Once he left for military school, I found the perfect opportunity to get in there and get to work. First thing was first.....I had to clear a path just to get in there to clean it out. It took me a few days of non-stop working to clear the school papers, books, guitar miscellaneous and junk food boxes/wrappers. (Honestly, I couldn't even begin to tell you how much junk food I found. It was unbelievable.) After I had thrown away three LARGE trash bags full, I was ready to get down to business.
I started on a Friday, after my daughter had gone to school. I worked all day on it. I predicted that this would take the whole weekend. I predicted wrong. It took me a full week. You're probably thinking that I must be one of the slowest painters in the world but you need to keep in mind that the stencil I was working with was a four-brick stencil (two full bricks on top with one full brick on bottom with a half brick on each side). The following diagram is an example of my stencil.
First order of business was to repair the walls with joint compound where he had put nails and his fist through it (don't ask). After that, I started by painting three of the walls a gray color of Valspar in the satin finish. The other wall, the MAIN wall, I painted in the same color but in the flat finish. Next thing I did was get the stencil that I had made and tack it to the wall. Then I got the brick paint--this was Valspar Granite (Granite, as in it had bits of granite mixed in the paint to give it a texture--not the color of granite) and painted using a brush and the stencil as a guide. If I were ever to do this again (which I am not), I would use a sponge instead. ( Heck, if I were crazy enough to do this again I would just tape off the wall.....stencils are NOT the way to go.) The following picture is what I had accomplished by the first (exhausting) day.

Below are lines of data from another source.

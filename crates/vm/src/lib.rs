//! hyc virtual machine: executes assembled programs.
//!
//! The VM is a stack machine with:
//! - One operand stack holding values, variable slots, and call bookkeeping
//! - Per-call variable frames mapping names to absolute stack slots
//! - A frame arena; a parked caller frame is referenced by id from the stack
//!
//! # Usage
//!
//! ```
//! use hyc_common::{Instruction, Opcode, Program};
//! use hyc_vm::run;
//!
//! let program = Program::new(vec![
//!     Instruction::new(Opcode::Push, "40"),
//!     Instruction::new(Opcode::Push, "2"),
//!     Instruction::new(Opcode::Add, ""),
//!     Instruction::new(Opcode::Exit, "~"),
//! ]);
//!
//! assert_eq!(run(&program).unwrap(), 42);
//! ```

pub mod error;
pub mod execute;
pub mod frame;
pub mod machine;
pub mod value;

pub use error::{ErrorKind, Fault, RuntimeError, Site};
pub use frame::FrameId;
pub use machine::{Machine, Step, MAX_STACK_DEPTH};
pub use value::StackValue;

use hyc_common::Program;

/// Execute a program and return its exit code.
///
/// # Errors
///
/// Returns the first [`Fault`]: a type, stack, name, arithmetic, or bounds
/// error together with the instruction that raised it.
pub fn run(program: &Program) -> Result<i64, Fault> {
    let mut machine = Machine::new(program);
    machine.run()
}
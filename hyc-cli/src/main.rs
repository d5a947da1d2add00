//! hyc CLI: assemble and run stack-machine programs.
//!
//! Exit codes:
//! - 0: Success
//! - 1: Usage/read/assembly error
//! - 3: Runtime error

mod commands;

use std::process;

use tracing_subscriber::{fmt, EnvFilter};

fn main() {
    init_logging();

    let args: Vec<String> = std::env::args().collect();

    if args.len() < 2 {
        print_usage();
        process::exit(1);
    }

    let result = match args[1].as_str() {
        "run" => commands::run(&args[2..]),
        "listing" => commands::listing(&args[2..]),
        "--help" | "-h" | "help" => {
            print_usage();
            process::exit(0);
        }
        other => {
            eprintln!("error: unknown command '{other}'");
            eprintln!();
            print_usage();
            process::exit(1);
        }
    };

    if let Err(code) = result {
        process::exit(code);
    }
}

/// Install the stderr subscriber. `RUST_LOG` overrides the default `warn`.
fn init_logging() {
    let filter = EnvFilter::try_from_default_env().unwrap_or_else(|_| EnvFilter::new("warn"));

    fmt()
        .with_env_filter(filter)
        .with_target(false)
        .with_writer(std::io::stderr)
        .init();
}

fn print_usage() {
    eprintln!("Usage: hyc <command> [args]");
    eprintln!();
    eprintln!("Commands:");
    eprintln!("  run <file> [--no-entry] [--no-exit] [--trace]   Assemble and execute");
    eprintln!("  listing <file> [--no-entry] [--no-exit]         Print the assembled program");
    eprintln!();
    eprintln!("Flags:");
    eprintln!("  --no-entry   Do not prepend `CALL main` / `EXIT ~`");
    eprintln!("  --no-exit    Do not append `EXIT ~`");
    eprintln!("  --trace      Dump machine state to stderr after every instruction");
}
//! Error types for the hyc assembler.

use thiserror::Error;

/// Errors produced during assembly. All are fatal: no partial program is
/// returned.
#[derive(Error, Debug, Clone, PartialEq, Eq)]
pub enum AsmError {
    /// The source file could not be read.
    #[error("cannot read '{path}': {message}")]
    Io { path: String, message: String },

    /// An unrecognized opcode name was encountered.
    #[error("line {line}: unknown opcode '{token}'")]
    UnknownOpcode { line: usize, token: String },

    /// A label separator with nothing before it.
    #[error("line {line}: empty label")]
    EmptyLabel { line: usize },

    /// A label or function name that is not a valid identifier.
    #[error("line {line}: invalid identifier '{name}'")]
    InvalidIdentifier { line: usize, name: String },

    /// A label or function name declared more than once.
    #[error("line {line}: duplicate identifier '{name}'")]
    DuplicateIdentifier { line: usize, name: String },

    /// A `FUNC` label without an `@name` part.
    #[error("line {line}: malformed function label '{label}' (expected 'FUNC @name')")]
    MalformedFunctionLabel { line: usize, label: String },

    /// A marker line that takes no argument was followed by more text.
    #[error("line {line}: unexpected text after {marker}: '{text}'")]
    TrailingText {
        line: usize,
        marker: &'static str,
        text: String,
    },
}

impl AsmError {
    /// Source line the error refers to, if any.
    pub fn line(&self) -> Option<usize> {
        match self {
            AsmError::Io { .. } => None,
            AsmError::UnknownOpcode { line, .. }
            | AsmError::EmptyLabel { line }
            | AsmError::InvalidIdentifier { line, .. }
            | AsmError::DuplicateIdentifier { line, .. }
            | AsmError::MalformedFunctionLabel { line, .. }
            | AsmError::TrailingText { line, .. } => Some(*line),
        }
    }
}
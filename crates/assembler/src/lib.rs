//! hyc assembler: line-oriented assembly text to a resolved [`Program`].
//!
//! Assembly is a single all-or-nothing pass: labels are resolved as they are
//! declared and the first error aborts with no partial program.
//!
//! # Usage
//!
//! ```
//! use hyc_assembler::{assemble, Options};
//!
//! let text = "FUNC @main:\nVAR x\nPUSH 10\nPOP x\nRET x\nENDFUNC\n";
//! let program = assemble(text, Options::default()).unwrap();
//! assert_eq!(program.function_address("main"), Some(2));
//! assert_eq!(program.len(), 8); // CALL main, EXIT ~, 5 body, EXIT ~
//! ```
//!
//! # Source format
//!
//! ```text
//! ; comment            # comment
//! name:                label for the next instruction
//! FUNC @name:          function entry
//! opcode argument      instruction (opcode names ignore case)
//! myfunc.arg a, b      parameter list; the prefix is cosmetic
//! ENDFUNC              labeled `ret ~`
//! ```

pub mod error;

mod lexer;
mod listing;
mod parser;

pub use error::AsmError;
pub use listing::listing;

use std::fs;
use std::path::Path;

use hyc_common::Program;
use parser::Assembler;
use tracing::debug;

/// Synthesis flags chosen by the driver.
#[derive(Debug, Clone, Copy, PartialEq, Eq)]
pub struct Options {
    /// Prepend `CALL main` and the `EXIT ~` it returns to.
    pub entry_call: bool,
    /// Append `EXIT ~`.
    pub exit: bool,
}

impl Options {
    /// Assemble the source exactly as written.
    pub fn bare() -> Self {
        Self {
            entry_call: false,
            exit: false,
        }
    }
}

impl Default for Options {
    fn default() -> Self {
        Self {
            entry_call: true,
            exit: true,
        }
    }
}

/// Assemble source text into a program.
///
/// Returns the first error encountered.
pub fn assemble(text: &str, options: Options) -> Result<Program, AsmError> {
    let mut assembler = Assembler::new();

    for (idx, line) in text.lines().enumerate() {
        assembler.feed(line, idx + 1)?;
    }

    let program = assembler.finish(options);
    debug!(
        instructions = program.len(),
        labels = program.label_map.len(),
        functions = program.func_map.len(),
        "assembled program"
    );
    Ok(program)
}

/// Read and assemble a source file.
pub fn assemble_file(path: impl AsRef<Path>, options: Options) -> Result<Program, AsmError> {
    let path = path.as_ref();
    let text = fs::read_to_string(path).map_err(|e| AsmError::Io {
        path: path.display().to_string(),
        message: e.to_string(),
    })?;
    assemble(&text, options)
}
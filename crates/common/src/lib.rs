//! hyc common types.
//!
//! This crate provides the data structures shared by the assembler and the
//! virtual machine:
//!
//! - [`Opcode`]: the opcode table (names, lookup, handler presence)
//! - [`Instruction`]: one labeled instruction with its text argument
//! - [`Program`]: the instruction sequence with label and function maps
//! - [`is_identifier`]: the identifier rule for labels and variables
//!
//! # Dependencies
//!
//! None. Property tests use `proptest` as a dev-dependency.

pub mod ident;
pub mod instruction;
pub mod opcode;
pub mod program;

// Re-export commonly used types at the crate root.
pub use ident::is_identifier;
pub use instruction::{Instruction, ENDFUNC_LABEL, TOP_OF_STACK};
pub use opcode::Opcode;
pub use program::Program;
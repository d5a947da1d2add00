//! The opcode table.
//!
//! Every recognized operation name maps to exactly one [`Opcode`]. Names are
//! looked up with a linear scan over [`ALL_OPCODES`]; a miss yields
//! [`Opcode::Nil`], which is never a valid program instruction.

/// Identifies the operation an instruction performs.
#[repr(u8)]
#[derive(Debug, Clone, Copy, PartialEq, Eq, Hash)]
pub enum Opcode {
    /// Lookup miss sentinel. Never executable.
    Nil = 0x00,

    // Arithmetic
    /// Pop two values, push their sum.
    Add = 0x01,
    /// Pop two values, push (second_popped - first_popped).
    Sub = 0x02,
    /// Pop two values, push their product.
    Mul = 0x03,
    /// Truncating division. Division by zero is a runtime error.
    Div = 0x04,
    /// C-style remainder. Modulo by zero is a runtime error.
    Mod = 0x05,
    /// Negate the top value in place.
    Neg = 0x06,

    // Logical
    /// Replace the top value with 1 if it is zero, else 0.
    Not = 0x07,
    /// Logical AND over truthiness, producing 0/1.
    And = 0x08,
    /// Logical OR over truthiness, producing 0/1.
    Or = 0x09,

    // Bitwise
    BitAnd = 0x0A,
    BitOr = 0x0B,
    BitXor = 0x0C,

    // Comparison, all producing 0/1
    CmpEq = 0x0D,
    CmpNe = 0x0E,
    CmpGt = 0x0F,
    CmpLt = 0x10,
    CmpGe = 0x11,
    CmpLe = 0x12,

    // Stack & data
    /// Push an integer literal or a copy of a variable.
    Push = 0x13,
    /// Pop the top value into a variable.
    Pop = 0x14,

    // Control
    /// Unconditional jump to a label.
    Jmp = 0x15,
    /// Pop the top value, jump to a label if it is zero.
    Jz = 0x16,

    // Declaration
    /// Parameter list of a function. Metadata read by CALL, never executed.
    Arg = 0x17,
    /// Declare local variables as fresh uninitialized stack slots.
    Var = 0x18,

    // Calling
    Call = 0x19,
    Ret = 0x1A,
    Exit = 0x1B,
}

/// All opcodes a program may contain, in table order. `Nil` is excluded.
pub const ALL_OPCODES: [Opcode; 27] = [
    Opcode::Add,
    Opcode::Sub,
    Opcode::Mul,
    Opcode::Div,
    Opcode::Mod,
    Opcode::Neg,
    Opcode::Not,
    Opcode::And,
    Opcode::Or,
    Opcode::BitAnd,
    Opcode::BitOr,
    Opcode::BitXor,
    Opcode::CmpEq,
    Opcode::CmpNe,
    Opcode::CmpGt,
    Opcode::CmpLt,
    Opcode::CmpGe,
    Opcode::CmpLe,
    Opcode::Push,
    Opcode::Pop,
    Opcode::Jmp,
    Opcode::Jz,
    Opcode::Arg,
    Opcode::Var,
    Opcode::Call,
    Opcode::Ret,
    Opcode::Exit,
];

impl Opcode {
    /// Resolve an operation name. Matching ignores ASCII case.
    ///
    /// Returns [`Opcode::Nil`] when no opcode carries that name.
    pub fn from_name(name: &str) -> Opcode {
        ALL_OPCODES
            .iter()
            .find(|op| op.name().eq_ignore_ascii_case(name))
            .copied()
            .unwrap_or(Opcode::Nil)
    }

    /// Canonical lowercase name used in listings and diagnostics.
    pub fn name(&self) -> &'static str {
        match self {
            Opcode::Nil => "",
            Opcode::Add => "add",
            Opcode::Sub => "sub",
            Opcode::Mul => "mul",
            Opcode::Div => "div",
            Opcode::Mod => "mod",
            Opcode::Neg => "neg",
            Opcode::Not => "not",
            Opcode::And => "and",
            Opcode::Or => "or",
            Opcode::BitAnd => "bitand",
            Opcode::BitOr => "bitor",
            Opcode::BitXor => "bitxor",
            Opcode::CmpEq => "cmpeq",
            Opcode::CmpNe => "cmpne",
            Opcode::CmpGt => "cmpgt",
            Opcode::CmpLt => "cmplt",
            Opcode::CmpGe => "cmpge",
            Opcode::CmpLe => "cmple",
            Opcode::Push => "push",
            Opcode::Pop => "pop",
            Opcode::Jmp => "jmp",
            Opcode::Jz => "jz",
            Opcode::Arg => "arg",
            Opcode::Var => "var",
            Opcode::Call => "call",
            Opcode::Ret => "ret",
            Opcode::Exit => "exit",
        }
    }

    /// Whether the engine has a handler for this opcode.
    ///
    /// `Arg` is named but has no handler: CALL reads it as metadata.
    /// `Nil` has neither.
    pub fn has_handler(&self) -> bool {
        !matches!(self, Opcode::Nil | Opcode::Arg)
    }

    /// Opcodes that pop two `Const` cells and push one.
    pub fn is_binary(&self) -> bool {
        matches!(
            self,
            Opcode::Add
                | Opcode::Sub
                | Opcode::Mul
                | Opcode::Div
                | Opcode::Mod
                | Opcode::And
                | Opcode::Or
                | Opcode::BitAnd
                | Opcode::BitOr
                | Opcode::BitXor
                | Opcode::CmpEq
                | Opcode::CmpNe
                | Opcode::CmpGt
                | Opcode::CmpLt
                | Opcode::CmpGe
                | Opcode::CmpLe
        )
    }
}

impl std::fmt::Display for Opcode {
    fn fmt(&self, f: &mut std::fmt::Formatter<'_>) -> std::fmt::Result {
        match self {
            Opcode::Nil => f.write_str("<nil>"),
            op => f.write_str(op.name()),
        }
    }
}
impl<'a> Machine<'a> {
    /// Reset, then execute until EXIT or the first error.
    ///
    /// Returns the exit code.
    pub fn run(&mut self) -> Result<i64, Fault> {
        self.reset();
        loop {
            if let Step::Halted(code) = self.step()? {
                return Ok(code);
            }
        }
    }

    /// Execute one instruction.
    ///
    /// On error the instruction pointer stays on the failing instruction.
    pub fn step(&mut self) -> Result<Step, Fault> {
        if self.halted {
            return Ok(Step::Halted(self.exit_code));
        }

        let program = self.program;
        let instr = program.get(self.ip).ok_or_else(|| {
            Fault::new(
                Site::address(self.ip),
                RuntimeError::PcOutOfBounds {
                    pc: self.ip,
                    len: program.len(),
                },
            )
        })?;

        trace!(
            ip = self.ip,
            opcode = %instr.opcode,
            argument = %instr.argument,
            depth = self.stack.len(),
            "exec"
        );

        let flow = self
            .dispatch(instr)
            .map_err(|error| Fault::new(Site::instruction(self.ip, instr), error))?;

        match flow {
            Flow::Next => self.ip += 1,
            Flow::Jump(target) => self.ip = target,
            Flow::Halt => {
                self.halted = true;
                return Ok(Step::Halted(self.exit_code));
            }
        }
        Ok(Step::Running)
    }

    fn dispatch(&mut self, instr: &Instruction) -> Result<Flow, RuntimeError> {
        match instr.opcode {
            Opcode::Nil => Err(RuntimeError::NilOpcode),
            // Parameter metadata, read by CALL.
            Opcode::Arg => Ok(Flow::Next),

            // Arithmetic
            Opcode::Add => self.exec_binary(|a, b| Ok(a.wrapping_add(b))),
            Opcode::Sub => self.exec_binary(|a, b| Ok(a.wrapping_sub(b))),
            Opcode::Mul => self.exec_binary(|a, b| Ok(a.wrapping_mul(b))),
            Opcode::Div => self.exec_binary(divide),
            Opcode::Mod => self.exec_binary(remainder),
            Opcode::Neg => self.exec_unary(i64::wrapping_neg),

            // Logical
            Opcode::Not => self.exec_unary(|a| truth(a == 0)),
            Opcode::And => self.exec_binary(|a, b| Ok(truth(a != 0 && b != 0))),
            Opcode::Or => self.exec_binary(|a, b| Ok(truth(a != 0 || b != 0))),

            // Bitwise
            Opcode::BitAnd => self.exec_binary(|a, b| Ok(a & b)),
            Opcode::BitOr => self.exec_binary(|a, b| Ok(a | b)),
            Opcode::BitXor => self.exec_binary(|a, b| Ok(a ^ b)),

            // Comparison
            Opcode::CmpEq => self.exec_binary(|a, b| Ok(truth(a == b))),
            Opcode::CmpNe => self.exec_binary(|a, b| Ok(truth(a != b))),
            Opcode::CmpGt => self.exec_binary(|a, b| Ok(truth(a > b))),
            Opcode::CmpLt => self.exec_binary(|a, b| Ok(truth(a < b))),
            Opcode::CmpGe => self.exec_binary(|a, b| Ok(truth(a >= b))),
            Opcode::CmpLe => self.exec_binary(|a, b| Ok(truth(a <= b))),

            Opcode::Push => self.exec_push(instr),
            Opcode::Pop => self.exec_pop(instr),
            Opcode::Jmp => self.exec_jmp(instr),
            Opcode::Jz => self.exec_jz(instr),
            Opcode::Var => self.exec_var(instr),
            Opcode::Call => self.exec_call(instr),
            Opcode::Ret => self.exec_ret(instr),
            Opcode::Exit => self.exec_exit(instr),
        }
    }

    // ---- Operators ----

    /// Replace the top two `Const` cells with `op(second, top)`.
    fn exec_binary(
        &mut self,
        op: fn(i64, i64) -> Result<i64, RuntimeError>,
    ) -> Result<Flow, RuntimeError> {
        self.require(2)?;
        let b = self.operand(0)?;
        let a = self.operand(1)?;
        let result = op(a, b)?;

        self.stack.truncate(self.stack.len() - 2);
        self.stack.push(StackValue::Const(result));
        Ok(Flow::Next)
    }

    /// Replace the top `Const` cell with `op(top)`.
    fn exec_unary(&mut self, op: fn(i64) -> i64) -> Result<Flow, RuntimeError> {
        self.require(1)?;
        let a = self.operand(0)?;
        if let Some(top) = self.stack.last_mut() {
            *top = StackValue::Const(op(a));
        }
        Ok(Flow::Next)
    }

    // ---- Data ----

    fn exec_push(&mut self, instr: &Instruction) -> Result<Flow, RuntimeError> {
        let value = match parse_operand(&instr.argument) {
            Operand::Empty => {
                return Err(RuntimeError::MissingOperand {
                    opcode: Opcode::Push,
                })
            }
            Operand::Literal(value) => value,
            Operand::OutOfRange(text) => self.load_const_or_out_of_range(text)?,
            Operand::Top => self.load_const(TOP_OF_STACK)?,
            Operand::Name(name) => self.load_const(name)?,
        };
        self.push(StackValue::Const(value))?;
        Ok(Flow::Next)
    }

    fn exec_pop(&mut self, instr: &Instruction) -> Result<Flow, RuntimeError> {
        let name = instr.argument.trim();
        if name.is_empty() {
            return Err(RuntimeError::MissingOperand {
                opcode: Opcode::Pop,
            });
        }
        self.require(1)?;
        let value = self.operand(0)?;
        let slot = self.slot_of(name)?;
        match self.stack.get_mut(slot) {
            Some(cell) => *cell = StackValue::Const(value),
            None => {
                return Err(RuntimeError::CorruptFrame {
                    reason: "variable slot above stack top",
                })
            }
        }
        self.stack.pop();
        Ok(Flow::Next)
    }

    /// Declare each listed name as a fresh `Uninit` slot, in order.
    fn exec_var(&mut self, instr: &Instruction) -> Result<Flow, RuntimeError> {
        let names = instr.names();
        if names.is_empty() {
            return Err(RuntimeError::MissingOperand {
                opcode: Opcode::Var,
            });
        }
        check_declarations(self.frame()?, &names)?;
        if self.stack.len() + names.len() > MAX_STACK_DEPTH {
            return Err(RuntimeError::StackOverflow {
                limit: MAX_STACK_DEPTH,
            });
        }

        for name in names {
            let slot = self.stack.len();
            self.push(StackValue::Uninit)?;
            self.frame_mut()?.bind(name, slot);
        }
        Ok(Flow::Next)
    }

    // ---- Control ----

    fn exec_jmp(&mut self, instr: &Instruction) -> Result<Flow, RuntimeError> {
        let target = self.resolve_label(&instr.argument)?;
        Ok(Flow::Jump(target))
    }

    fn exec_jz(&mut self, instr: &Instruction) -> Result<Flow, RuntimeError> {
        let target = self.resolve_label(&instr.argument)?;
        self.require(1)?;
        let condition = self.operand(0)?;
        self.stack.pop();
        if condition == 0 {
            Ok(Flow::Jump(target))
        } else {
            Ok(Flow::Next)
        }
    }

    /// Bind the callee's parameters to the caller's top cells, park the
    /// caller's frame, and push `ArgCount`, `SavedIp`, `SavedFrame`.
    fn exec_call(&mut self, instr: &Instruction) -> Result<Flow, RuntimeError> {
        let program = self.program;
        let name = instr.argument.trim();
        let target = program
            .function_address(name)
            .ok_or_else(|| RuntimeError::UndefinedFunction(name.to_string()))?;

        let (params, entry) = match program.parameters_at(target) {
            Some(decl) => (decl.names(), target + 1),
            None => (Vec::new(), target),
        };

        let mut frame = Frame::new();
        check_declarations(&frame, &params)?;
        let argc = params.len();
        self.require(argc)?;
        let base = self.stack.len() - argc;
        for (offset, param) in params.iter().enumerate() {
            frame.bind(param, base + offset);
        }

        if self.stack.len() + 3 > MAX_STACK_DEPTH {
            return Err(RuntimeError::StackOverflow {
                limit: MAX_STACK_DEPTH,
            });
        }

        let callee = self.frames.alloc(frame);
        let caller = mem::replace(&mut self.current, callee);
        self.stack.push(StackValue::ArgCount(argc));
        self.stack.push(StackValue::SavedIp(self.ip));
        self.stack.push(StackValue::SavedFrame(caller));

        debug!(
            function = name,
            args = argc,
            entry,
            frame = %callee,
            "call"
        );
        Ok(Flow::Jump(entry))
    }

    /// Unwind to the nearest `SavedFrame`, drop the call's arguments and
    /// locals, reinstate the caller, and push the return value.
    fn exec_ret(&mut self, instr: &Instruction) -> Result<Flow, RuntimeError> {
        let value = self.resolve_value(&instr.argument)?;

        let (frame_cell, caller) = self
            .stack
            .iter()
            .enumerate()
            .rev()
            .find_map(|(index, cell)| match cell {
                StackValue::SavedFrame(id) => Some((index, *id)),
                _ => None,
            })
            .ok_or(RuntimeError::CorruptFrame {
                reason: "no saved frame on stack",
            })?;

        let ip_cell = frame_cell.checked_sub(1);
        let return_ip = match ip_cell.map(|index| self.stack[index]) {
            Some(StackValue::SavedIp(ip)) => ip,
            _ => {
                return Err(RuntimeError::CorruptFrame {
                    reason: "missing saved instruction pointer",
                })
            }
        };

        let count_cell = frame_cell.checked_sub(2).ok_or(RuntimeError::CorruptFrame {
            reason: "missing argument count",
        })?;
        let argc = match self.stack[count_cell] {
            StackValue::ArgCount(n) => n,
            _ => {
                return Err(RuntimeError::CorruptFrame {
                    reason: "missing argument count",
                })
            }
        };
        let args_start = count_cell
            .checked_sub(argc)
            .ok_or(RuntimeError::CorruptFrame {
                reason: "argument count exceeds stack",
            })?;

        if self.frames.get(caller).is_none() {
            return Err(RuntimeError::CorruptFrame {
                reason: "saved frame missing from arena",
            });
        }

        let finished = mem::replace(&mut self.current, caller);
        self.frames.release(finished);
        self.stack.truncate(args_start);
        self.stack.push(value);

        debug!(
            return_to = return_ip + 1,
            value = %value,
            frame = %caller,
            "ret"
        );
        Ok(Flow::Jump(return_ip + 1))
    }

    fn exec_exit(&mut self, instr: &Instruction) -> Result<Flow, RuntimeError> {
        let code = match self.resolve_value(&instr.argument)? {
            StackValue::Const(v) => v,
            StackValue::Uninit => 0,
            other => {
                return Err(RuntimeError::NotAConstant {
                    found: other.kind_name(),
                })
            }
        };
        self.exit_code = code;
        debug!(exit_code = code, depth = self.stack.len(), "exit");
        Ok(Flow::Halt)
    }

    // ---- Helpers ----

    fn resolve_label(&self, argument: &str) -> Result<usize, RuntimeError> {
        let name = argument.trim();
        self.program
            .label_address(name)
            .ok_or_else(|| RuntimeError::UndefinedLabel(name.to_string()))
    }

    /// A variable's value, which must be `Const`.
    fn load_const(&self, name: &str) -> Result<i64, RuntimeError> {
        let cell = self.load(name)?;
        cell.as_const().ok_or(RuntimeError::NotAConstant {
            found: cell.kind_name(),
        })
    }

    /// Out-of-range literals still get a variable lookup; if that finds
    /// nothing the literal is what gets reported.
    fn load_const_or_out_of_range(&self, text: &str) -> Result<i64, RuntimeError> {
        match self.load_const(text) {
            Err(RuntimeError::UndefinedVariable(_)) => {
                Err(RuntimeError::LiteralOutOfRange(text.to_string()))
            }
            other => other,
        }
    }

    /// Value named by a RET/EXIT argument.
    ///
    /// Empty gives `Uninit`, `~` the top cell, a literal its `Const`, an
    /// identifier the variable's cell. A bookkeeping cell on top means the
    /// call produced nothing and also gives `Uninit`.
    fn resolve_value(&self, argument: &str) -> Result<StackValue, RuntimeError> {
        match parse_operand(argument) {
            Operand::Empty => Ok(StackValue::Uninit),
            Operand::Top => {
                self.require(1)?;
                match self.stack.last().copied() {
                    Some(cell) if cell.is_bookkeeping() => Ok(StackValue::Uninit),
                    Some(cell) => Ok(cell),
                    None => Err(RuntimeError::StackUnderflow {
                        needed: 1,
                        depth: 0,
                    }),
                }
            }
            Operand::Literal(v) => Ok(StackValue::Const(v)),
            Operand::OutOfRange(text) => self
                .load_const_or_out_of_range(text)
                .map(StackValue::Const),
            Operand::Name(name) => {
                let cell = self.load(name)?;
                if cell.is_bookkeeping() {
                    return Err(RuntimeError::NotAConstant {
                        found: cell.kind_name(),
                    });
                }
                Ok(cell)
            }
        }
    }
}
#[test]
fn jump_to_undefined_label() {
    let err = fault("jmp nowhere");
    assert_eq!(err.error, RuntimeError::UndefinedLabel("nowhere".to_string()));
    assert_eq!(err.kind(), ErrorKind::Name);
}

#[test]
fn jz_on_uninit_is_type_error() {
    let err = fault("var x\njz end\nend: exit 0");
    assert_eq!(err.kind(), ErrorKind::Type);
}

// ============================================================
// CALL / RET / EXIT
// ============================================================

#[test]
fn call_binds_parameters_and_returns_value() {
    let src = "\
push 5
push 7
call addtwo
exit ~
FUNC @addtwo:
addtwo.arg a, b
push a
push b
add
ret ~
";
    let program = bare(src);
    let mut machine = Machine::new(&program);
    step_to(&mut machine, 5);
    assert_eq!(machine.variable("a"), Some(StackValue::Const(5)));
    assert_eq!(machine.variable("b"), Some(StackValue::Const(7)));
    assert_eq!(machine.frame_count(), 2);
    step_to(&mut machine, 3);
    // depth before call (2) - argc (2) + 1
    assert_eq!(machine.stack(), &[StackValue::Const(12)]);
    assert_eq!(machine.frame_count(), 1);
    assert_eq!(machine.step(), Ok(Step::Halted(12)));
}

#[test]
fn call_pushes_bookkeeping_in_order() {
    let src = "push 1\ncall f\nexit ~\nFUNC @f:\nf.arg n\nret n";
    let program = bare(src);
    let mut machine = Machine::new(&program);
    machine.step().unwrap();
    machine.step().unwrap();
    let stack = machine.stack();
    assert_eq!(stack.len(), 4);
    assert_eq!(stack[0], StackValue::Const(1));
    assert_eq!(stack[1], StackValue::ArgCount(1));
    assert_eq!(stack[2], StackValue::SavedIp(1));
    assert!(matches!(stack[3], StackValue::SavedFrame(_)));
    assert_eq!(machine.ip(), 4);
}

This is the view from a different angle.
After I painted all of the bricks and let it dry for a day, I went back with a small sea sponge and sponged a lighter hue of the brick color, (Valspar, flat finish) to give it depth. By the end of day 7, this is the finished product. I was proud at what I had accomplished.
You can't really get the full effect of the bricks by seeing just the picture. By using the Graphite paint, it actually had texture. If you decide to do this just be prepared to spend a lot more for this type of paint. This ran me about $50/gallon. Oh well. It was worth it. You should have seen my son's face when he saw his room for the first time!!
Next order of business....find some hoodlum to come over and spray graffiti on that wall for free. (I talked to someone about coming over and doing it for me. I nixed that idea once he told me he charged $80/hour.)